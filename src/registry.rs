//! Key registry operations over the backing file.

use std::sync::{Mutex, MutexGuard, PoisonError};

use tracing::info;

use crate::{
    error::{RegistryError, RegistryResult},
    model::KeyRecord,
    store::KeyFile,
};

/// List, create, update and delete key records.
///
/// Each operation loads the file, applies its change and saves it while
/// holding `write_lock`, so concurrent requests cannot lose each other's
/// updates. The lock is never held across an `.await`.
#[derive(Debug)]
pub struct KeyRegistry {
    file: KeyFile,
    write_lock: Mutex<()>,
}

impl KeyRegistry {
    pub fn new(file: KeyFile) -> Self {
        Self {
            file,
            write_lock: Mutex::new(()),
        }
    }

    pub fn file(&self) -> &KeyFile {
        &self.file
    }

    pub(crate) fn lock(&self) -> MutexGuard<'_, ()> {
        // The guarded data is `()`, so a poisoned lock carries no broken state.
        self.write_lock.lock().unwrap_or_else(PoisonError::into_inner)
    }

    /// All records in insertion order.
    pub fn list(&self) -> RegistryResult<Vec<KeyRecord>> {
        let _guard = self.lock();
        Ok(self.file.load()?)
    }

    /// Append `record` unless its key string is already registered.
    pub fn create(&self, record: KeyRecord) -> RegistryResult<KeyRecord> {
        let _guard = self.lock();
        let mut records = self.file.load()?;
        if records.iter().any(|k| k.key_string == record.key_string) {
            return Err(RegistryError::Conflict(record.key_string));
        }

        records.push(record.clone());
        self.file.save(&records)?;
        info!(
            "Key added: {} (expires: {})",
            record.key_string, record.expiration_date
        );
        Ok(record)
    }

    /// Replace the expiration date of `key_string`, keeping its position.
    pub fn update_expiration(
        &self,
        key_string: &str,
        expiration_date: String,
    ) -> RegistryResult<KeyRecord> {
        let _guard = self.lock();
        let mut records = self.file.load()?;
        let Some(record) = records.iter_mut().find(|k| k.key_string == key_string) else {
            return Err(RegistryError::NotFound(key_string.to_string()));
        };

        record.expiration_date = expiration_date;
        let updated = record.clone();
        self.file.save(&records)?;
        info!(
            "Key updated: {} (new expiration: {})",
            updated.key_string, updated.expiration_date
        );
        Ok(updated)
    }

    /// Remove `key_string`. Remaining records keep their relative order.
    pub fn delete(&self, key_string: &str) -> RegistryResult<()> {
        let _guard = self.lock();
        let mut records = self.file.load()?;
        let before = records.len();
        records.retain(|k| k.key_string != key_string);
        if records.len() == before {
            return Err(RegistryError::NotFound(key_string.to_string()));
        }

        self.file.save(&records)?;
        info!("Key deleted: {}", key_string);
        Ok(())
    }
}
§
#### TASK PROMPT
The entire listing should be repeated with no line missing and no word altered.

#### ANSWER TO THE EXERCISE
filename src/registry.rs
//! Key registry operations over the backing file.

use std::sync::{Mutex, MutexGuard, PoisonError};

use tracing::info;

use crate::{
    error::{RegistryError, RegistryResult},
    model::KeyRecord,
    store::KeyFile,
};

/// List, create, update and delete key records.
///
/// Each operation loads the file, applies its change and saves it while
/// holding `write_lock`, so concurrent requests cannot lose each other's
/// updates. The lock is never held across an `.await`.
#[derive(Debug)]
pub struct KeyRegistry {
    file: KeyFile,
    write_lock: Mutex<()>,
}

impl KeyRegistry {
    pub fn new(file: KeyFile) -> Self {
        Self {
            file,
            write_lock: Mutex::new(()),
        }
    }

    pub fn file(&self) -> &KeyFile {
        &self.file
    }

    pub(crate) fn lock(&self) -> MutexGuard<'_, ()> {
        // The guarded data is `()`, so a poisoned lock carries no broken state.
        self.write_lock.lock().unwrap_or_else(PoisonError::into_inner)
    }

    /// All records in insertion order.
    pub fn list(&self) -> RegistryResult<Vec<KeyRecord>> {
        let _guard = self.lock();
        Ok(self.file.load()?)
    }

    /// Append `record` unless its key string is already registered.
    pub fn create(&self, record: KeyRecord) -> RegistryResult<KeyRecord> {
        let _guard = self.lock();
        let mut records = self.file.load()?;
        if records.iter().any(|k| k.key_string == record.key_string) {
            return Err(RegistryError::Conflict(record.key_string));
        }

        records.push(record.clone());
        self.file.save(&records)?;
        info!(
            "Key added: {} (expires: {})",
            record.key_string, record.expiration_date
        );
        Ok(record)
    }

    /// Replace the expiration date of `key_string`, keeping its position.
    pub fn update_expiration(
        &self,
        key_string: &str,
        expiration_date: String,
    ) -> RegistryResult<KeyRecord> {
        let _guard = self.lock();
        let mut records = self.file.load()?;
        let Some(record) = records.iter_mut().find(|k| k.key_string == key_string) else {
            return Err(RegistryError::NotFound(key_string.to_string()));
        };

        record.expiration_date = expiration_date;
        let updated = record.clone();
        self.file.save(&records)?;
        info!(
            "Key updated: {} (new expiration: {})",
            updated.key_string, updated.expiration_date
        );
        Ok(updated)
    }

    /// Remove `key_string`. Remaining records keep their relative order.
    pub fn delete(&self, key_string: &str) -> RegistryResult<()> {
        let _guard = self.lock();
        let mut records = self.file.load()?;
        let before = records.len();
        records.retain(|k| k.key_string != key_string);
        if records.len() == before {
            return Err(RegistryError::NotFound(key_string.to_string()));
        }

        self.file.save(&records)?;
        info!("Key deleted: {}", key_string);
        Ok(())
    }
}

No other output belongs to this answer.